Document Type

Article

Publication Date

9-24-2008

Publication Title

BioMed Central Genomics

Department

Geisel School of Medicine

Abstract

The ribosome biogenesis (RiBi) genes encode a highly-conserved eukaryotic set of nucleolar proteins involved in rRNA transcription, assembly, processing, and export from the nucleus. While the mode of regulation of this suite of genes has been studied in the yeast, Saccharomyces cerevisiae, how this gene set is coordinately regulated in the larger and more complex metazoan genomes is not understood.
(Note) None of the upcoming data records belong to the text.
//! Debounced OS watcher feeding change jobs to the dispatcher

use std::path::{Path, PathBuf};
use std::sync::Arc;
use std::time::Duration;

use notify::event::EventKind;
use notify::{Event, RecommendedWatcher, RecursiveMode};
use notify_debouncer_full::{DebounceEventResult, Debouncer, RecommendedCache, new_debouncer};
use tokio::sync::mpsc;
use tokio::task::JoinHandle;
use tracing::{debug, info, warn};

use crate::dispatch::{Dispatcher, SourceSpec, WatchAction};
use crate::error::{Error, Result};
use crate::filter::Predicate;

/// Watches one source root until dropped.
pub struct SourceWatcher {
    _debouncer: Debouncer<RecommendedWatcher, RecommendedCache>,
    task: JoinHandle<()>,
}

impl SourceWatcher {
    /// Start watching `spec.root` recursively and forward batches of actions
    /// to `dispatcher.notify`. Must be called inside a tokio runtime.
    ///
    /// # Errors
    /// Returns `Watch` if the OS watcher cannot be created.
    pub fn spawn(dispatcher: Dispatcher, spec: &SourceSpec, debounce: Duration) -> Result<Self> {
        let mut roots = vec![spec.root.clone()];
        if let Ok(canonical) = spec.root.canonicalize() {
            if canonical != spec.root {
                roots.push(canonical);
            }
        }

        let (tx, mut rx) = mpsc::unbounded_channel();
        let predicate = Arc::clone(&spec.predicate);
        let handler_roots = roots.clone();
        let mut debouncer = new_debouncer(debounce, None, move |result: DebounceEventResult| {
            let actions = match result {
                Ok(events) => {
                    let events: Vec<&Event> = events.iter().map(|e| &e.event).collect();
                    translate(&events, &handler_roots, predicate.as_ref())
                }
                Err(errors) => {
                    for error in errors {
                        warn!(%error, "watcher error, rescanning");
                    }
                    vec![WatchAction::Scan]
                }
            };
            if !actions.is_empty() && tx.send(actions).is_err() {
                debug!("watch forwarder stopped, dropping batch");
            }
        })?;
        debouncer.watch(&spec.root, RecursiveMode::Recursive)?;

        let source = spec.name.clone();
        info!(source = %source, root = %spec.root.display(), "watching");
        let task = tokio::spawn(async move {
            while let Some(actions) = rx.recv().await {
                debug!(source = %source, count = actions.len(), "watch batch");
                match dispatcher.notify(&source, actions) {
                    Ok(_) => {}
                    Err(Error::Shutdown) => break,
                    Err(e) => {
                        warn!(source = %source, error = %e, "dropping watch batch");
                    }
                }
            }
        });

        Ok(Self {
            _debouncer: debouncer,
            task,
        })
    }
}

impl Drop for SourceWatcher {
    fn drop(&mut self) {
        self.task.abort();
    }
}

/// Turn raw events into root-relative actions, dropping excluded paths.
///
/// A rescan flag on any event collapses the batch into a single
/// [`WatchAction::Scan`]. An event on the root itself diffs the root.
#[must_use]
pub fn translate(events: &[&Event], roots: &[PathBuf], predicate: &dyn Predicate) -> Vec<WatchAction> {
    let mut actions = Vec::new();
    for event in events {
        if event.need_rescan() {
            return vec![WatchAction::Scan];
        }
        let remove = match event.kind {
            EventKind::Access(_) => continue,
            EventKind::Remove(_) => true,
            EventKind::Create(_) | EventKind::Modify(_) | EventKind::Any | EventKind::Other => {
                false
            }
        };
        for path in &event.paths {
            let Some(rel) = relative(path, roots) else {
                debug!(path = %path.display(), "event outside root");
                continue;
            };
            if predicate.excludes(rel, path.is_dir()) {
                continue;
            }
            let rel = rel.to_path_buf();
            let action = if remove {
                WatchAction::Remove(rel)
            } else {
                WatchAction::Upsert(rel)
            };
            if !actions.contains(&action) {
                actions.push(action);
            }
        }
    }
    actions
}

fn relative<'p>(path: &'p Path, roots: &[PathBuf]) -> Option<&'p Path> {
    roots.iter().find_map(|root| path.strip_prefix(root).ok())
}

#[cfg(test)]
mod tests {
    use notify::event::{AccessKind, CreateKind, Flag, ModifyKind, RemoveKind};

    use super::*;
    use crate::filter::{AcceptAll, GlobPredicate};

    fn event(kind: EventKind, path: &str) -> Event {
        Event::new(kind).add_path(PathBuf::from(path))
    }

    #[test]
    fn test_translate_kinds() {
        let roots = vec![PathBuf::from("/src")];
        let create = event(EventKind::Create(CreateKind::File), "/src/a");
        let modify = event(EventKind::Modify(ModifyKind::Any), "/src/a");
        let remove = event(EventKind::Remove(RemoveKind::Folder), "/src/d");
        let access = event(EventKind::Access(AccessKind::Any), "/src/b");
        let outside = event(EventKind::Create(CreateKind::File), "/elsewhere/x");

        let actions = translate(&[&create, &modify, &remove, &access, &outside], &roots, &AcceptAll);
        assert_eq!(
            actions,
            vec![
                WatchAction::Upsert(PathBuf::from("a")),
                WatchAction::Remove(PathBuf::from("d")),
            ]
        );
    }

    #[test]
    fn test_translate_root_event_diffs_root() {
        let roots = vec![PathBuf::from("/src")];
        let root = event(EventKind::Modify(ModifyKind::Any), "/src");
        assert_eq!(
            translate(&[&root], &roots, &AcceptAll),
            vec![WatchAction::Upsert(PathBuf::new())]
        );
    }

    #[test]
    fn test_translate_rescan_flag() {
        let roots = vec![PathBuf::from("/src")];
        let create = event(EventKind::Create(CreateKind::File), "/src/a");
        let rescan = Event::new(EventKind::Other).set_flag(Flag::Rescan);
        assert_eq!(
            translate(&[&create, &rescan], &roots, &AcceptAll),
            vec![WatchAction::Scan]
        );
    }

    #[test]
    fn test_translate_drops_state_dir() {
        let dir = tempfile::tempdir().unwrap();
        let predicate = GlobPredicate::new(dir.path(), &[]).unwrap();
        let roots = vec![dir.path().to_path_buf()];
        let state = Event::new(EventKind::Modify(ModifyKind::Any))
            .add_path(dir.path().join(".vsync/data.mdb"));
        let file = Event::new(EventKind::Create(CreateKind::File)).add_path(dir.path().join("f"));
        assert_eq!(
            translate(&[&state, &file], &roots, &predicate),
            vec![WatchAction::Upsert(PathBuf::from("f"))]
        );
    }
}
Here we present genome-wide analyses indicating that a distinct mode of RiBi regulation co-evolved with the E(CG)-binding, Myc:Max bHLH heterodimer complex in a stem-holozoan, the ancestor of both Metazoa and Choanoflagellata, the protozoan group most closely related to animals. These results show that this mode of regulation, characterized by an E(CG)-bearing core-promoter, is specific to almost all of the known genes involved in ribosome biogenesis in these genomes. Interestingly, this holozoan RiBi promoter signature is absent in nematode genomes, which have not only secondarily lost Myc but are marked by invariant cell lineages typically producing small body plans of 1000 somatic cells. Furthermore, a detailed analysis of 10 fungal genomes shows that this holozoan signature in RiBi genes is not found in hemiascomycete fungi, which evolved their own unique regulatory signature for the RiBi regulon.

DOI

10.1186/1471-2164-9-442

Original Citation

Brown SJ, Cole MD, Erives AJ. Evolution of the holozoan ribosome biogenesis regulon. BMC Genomics. 2008 Sep 24;9:442. doi: 10.1186/1471-2164-9-442. PMID: 18816399; PMCID: PMC2570694.